| > Here’s an exchange I had on twitter a few months ago: The purple account is just plain wrong. Classically, the full architecture is this (keeping in mind that all rules are sometimes broken): * CQRS is the linchpin. * You generally only queue commands (writes). A few hundreds of ms of latency on those typically won't be noticed by users. * Reads happen from either a read replica or cache. The problem the author faces are caused by cherry-picking bits of the full picture. A queue is a load smoothing operator. Things are going to go bad one way or another if you exceed capacity, a queue at least guarantees progress (up to a point).
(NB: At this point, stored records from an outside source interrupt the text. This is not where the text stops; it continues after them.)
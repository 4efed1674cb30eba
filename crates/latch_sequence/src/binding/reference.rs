use crate::custom::CustomBinding;
use crate::ids::BindingId;
use crate::locator::{Locator, ResolveFlags};
use serde::{Deserialize, Serialize};

/// Which resolution strategy a reference uses.
#[derive(Debug, Copy, Clone, PartialEq, Eq, Hash)]
pub enum BindingKind {
    StaticLocator,
    Spawnable,
    Replaceable,
}

/// What a reference points at: a locator or a custom binding.
#[derive(Debug, Clone, PartialEq)]
pub enum BindingPayload {
    Locator(Locator),
    Custom(CustomBinding),
}

impl From<Locator> for BindingPayload {
    fn from(locator: Locator) -> Self {
        Self::Locator(locator)
    }
}

impl From<CustomBinding> for BindingPayload {
    fn from(custom: CustomBinding) -> Self {
        Self::Custom(custom)
    }
}

/// One object bound under a `BindingId`.
///
/// A present custom binding decides resolution on its own; the locator is
/// kept for tooling but never consulted.
#[derive(Debug, Clone, PartialEq, Serialize, Deserialize)]
pub struct BindingReference {
    pub id: BindingId,
    #[serde(default, skip_serializing_if = "Locator::is_empty")]
    pub locator: Locator,
    #[serde(default)]
    pub resolve_flags: ResolveFlags,
    #[serde(default, skip_serializing_if = "Option::is_none")]
    pub custom_binding: Option<CustomBinding>,
}

impl BindingReference {
    pub fn new(id: BindingId, payload: BindingPayload) -> Self {
        let mut reference = Self {
            id,
            locator: Locator::empty(),
            resolve_flags: ResolveFlags::None,
            custom_binding: None,
        };
        reference.set_payload(payload);
        reference
    }

    /// Swap what this reference points at, keeping its id and flags.
    pub fn set_payload(&mut self, payload: BindingPayload) {
        match payload {
            BindingPayload::Locator(locator) => {
                self.locator = locator;
                self.custom_binding = None;
            }
            BindingPayload::Custom(custom) => {
                self.locator = Locator::empty();
                self.custom_binding = Some(custom);
            }
        }
    }

    pub fn with_resolve_flags(mut self, flags: ResolveFlags) -> Self {
        self.resolve_flags = flags;
        self
    }

    pub fn kind(&self) -> BindingKind {
        match &self.custom_binding {
            Some(custom) => custom.kind(),
            None => BindingKind::StaticLocator,
        }
    }
}
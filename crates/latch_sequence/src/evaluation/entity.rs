// entity.rs - Binding entities tracked by the evaluation pass
//
// One entity per (binding, sequence instance) the evaluation currently cares
// about. Tags carry the link state between ticks; child links make removal
// and invalidation propagate down.

use crate::handle::Slots;
use crate::ids::BindingId;
use crate::sequence::InstanceHandle;
use bitflags::bitflags;
use std::collections::HashSet;

crate::define_handle!(EntityHandle, "Handle to a binding entity.");

bitflags! {
    #[derive(Debug, Copy, Clone, PartialEq, Eq, Hash, Default)]
    pub struct EntityTags: u32 {
        /// The binding may spawn; only these are linked and unlinked.
        const SPAWNABLE = 1 << 0;
        const NEEDS_LINK = 1 << 1;
        const NEEDS_UNLINK = 1 << 2;
        /// Binding data changed since the last tick.
        const DATA_CHANGED = 1 << 3;
        const PENDING_REMOVAL = 1 << 4;
        /// Cached resolution is out of date; readers must re-resolve.
        const RESOLUTION_STALE = 1 << 5;
    }
}

impl EntityTags {
    /// Tags that only live for one tick.
    pub(crate) const TRANSIENT: Self = Self::NEEDS_LINK
        .union(Self::NEEDS_UNLINK)
        .union(Self::DATA_CHANGED);
}

#[derive(Debug, Clone, PartialEq, Eq)]
pub struct BindingEntity {
    pub binding_id: BindingId,
    pub instance: InstanceHandle,
    pub parent: Option<EntityHandle>,
    pub children: Vec<EntityHandle>,
    pub tags: EntityTags,
    /// Disabled bindings keep their entity but never hold a spawn.
    pub active: bool,
}

#[derive(Default)]
pub struct BindingEntities {
    slots: Slots<BindingEntity>,
}

impl BindingEntities {
    pub fn new() -> Self {
        Self::default()
    }

    /// Track a binding. New entities are linked on the next tick.
    pub fn add(
        &mut self,
        binding_id: BindingId,
        instance: InstanceHandle,
        spawnable: bool,
    ) -> EntityHandle {
        let mut tags = EntityTags::NEEDS_LINK;
        tags.set(EntityTags::SPAWNABLE, spawnable);
        let (index, generation) = self.slots.insert(BindingEntity {
            binding_id,
            instance,
            parent: None,
            children: Vec::new(),
            tags,
            active: true,
        });
        EntityHandle::new(index, generation)
    }

    /// Make `child` depend on `parent`. False if either is gone, the child
    /// already has a parent, or the link would close a cycle.
    pub fn add_child(&mut self, parent: EntityHandle, child: EntityHandle) -> bool {
        if !self.contains(parent) || self.is_ancestor_or_self(child, parent) {
            return false;
        }
        match self.get_mut(child) {
            Some(entity) if entity.parent.is_none() => entity.parent = Some(parent),
            _ => return false,
        }
        if let Some(entity) = self.get_mut(parent) {
            entity.children.push(child);
        }
        true
    }

    // Walks up from `handle`; the step bound stops on a corrupted chain.
    fn is_ancestor_or_self(&self, candidate: EntityHandle, handle: EntityHandle) -> bool {
        let mut current = Some(handle);
        for _ in 0..=self.len() {
            let Some(at) = current else {
                return false;
            };
            if at == candidate {
                return true;
            }
            current = self.get(at).and_then(|entity| entity.parent);
        }
        true
    }

    pub fn mark_changed(&mut self, handle: EntityHandle) -> bool {
        self.insert_tags(handle, EntityTags::DATA_CHANGED)
    }

    pub fn mark_for_removal(&mut self, handle: EntityHandle) -> bool {
        self.insert_tags(handle, EntityTags::PENDING_REMOVAL)
    }

    /// Enable or disable a binding. A change relinks it.
    pub fn set_active(&mut self, handle: EntityHandle, active: bool) -> bool {
        match self.get_mut(handle) {
            Some(entity) => {
                if entity.active != active {
                    entity.active = active;
                    entity.tags.insert(EntityTags::DATA_CHANGED);
                }
                true
            }
            None => false,
        }
    }

    /// Clear and return the stale-resolution flag.
    pub fn acknowledge_resolution(&mut self, handle: EntityHandle) -> bool {
        match self.get_mut(handle) {
            Some(entity) => {
                let stale = entity.tags.contains(EntityTags::RESOLUTION_STALE);
                entity.tags.remove(EntityTags::RESOLUTION_STALE);
                stale
            }
            None => false,
        }
    }

    fn insert_tags(&mut self, handle: EntityHandle, tags: EntityTags) -> bool {
        match self.get_mut(handle) {
            Some(entity) => {
                entity.tags.insert(tags);
                true
            }
            None => false,
        }
    }

    pub fn get(&self, handle: EntityHandle) -> Option<&BindingEntity> {
        self.slots.get(handle.index(), handle.generation())
    }

    pub fn get_mut(&mut self, handle: EntityHandle) -> Option<&mut BindingEntity> {
        self.slots.get_mut(handle.index(), handle.generation())
    }

    pub fn contains(&self, handle: EntityHandle) -> bool {
        self.get(handle).is_some()
    }

    /// Live entities in slot order.
    pub fn handles(&self) -> Vec<EntityHandle> {
        self.slots
            .iter()
            .map(|(index, generation, _)| EntityHandle::new(index, generation))
            .collect()
    }

    /// Every entity below `handle`, depth first.
    pub fn descendants(&self, handle: EntityHandle) -> Vec<EntityHandle> {
        let mut found = Vec::new();
        let mut visited = HashSet::from([handle]);
        let mut stack: Vec<EntityHandle> = self
            .get(handle)
            .map(|entity| entity.children.iter().rev().copied().collect())
            .unwrap_or_default();
        while let Some(next) = stack.pop() {
            if !visited.insert(next) {
                continue;
            }
            let Some(entity) = self.get(next) else {
                continue;
            };
            found.push(next);
            stack.extend(entity.children.iter().rev().copied());
        }
        found
    }

    /// Drop per-tick tags from every entity.
    pub(crate) fn clear_transient_tags(&mut self) {
        for handle in self.handles() {
            if let Some(entity) = self.get_mut(handle) {
                entity.tags.remove(EntityTags::TRANSIENT);
            }
        }
    }

    /// Remove every entity pending removal. Returns the removed handles.
    pub(crate) fn remove_pending(&mut self) -> Vec<EntityHandle> {
        let doomed: Vec<EntityHandle> = self
            .slots
            .iter()
            .filter(|(_, _, entity)| entity.tags.contains(EntityTags::PENDING_REMOVAL))
            .map(|(index, generation, _)| EntityHandle::new(index, generation))
            .collect();
        for handle in &doomed {
            let Some(entity) = self.slots.remove(handle.index(), handle.generation()) else {
                continue;
            };
            let Some(parent) = entity.parent else {
                continue;
            };
            if let Some(parent) = self.get_mut(parent) {
                parent.children.retain(|child| child != handle);
            }
        }
        doomed
    }

    pub fn len(&self) -> usize {
        self.slots.len()
    }

    pub fn is_empty(&self) -> bool {
        self.slots.is_empty()
    }
}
It's also a great metric to use to scale your worker count. > What will you do when your queue is full If your queue fills up you need to start rejecting requests. If you have a public facing API there's a good chance that there will be badly behaved clients that don't back off correctly - so you'll need a way to IP ban them until things calm down. AWS has API Gateway and Azure APIM that can help with this. If you're separating commands and queries you should _typically_ see more headroom. |
But even if you shifted reads to one or more caches or read replicas, wouldn't those also have queues that will fill up when you are under-provisioned?
Note that I'm using the term "queue" pretty loosely, to include things like Redis' maxclients or tcpbacklog, or client-side queues when all connections are in use.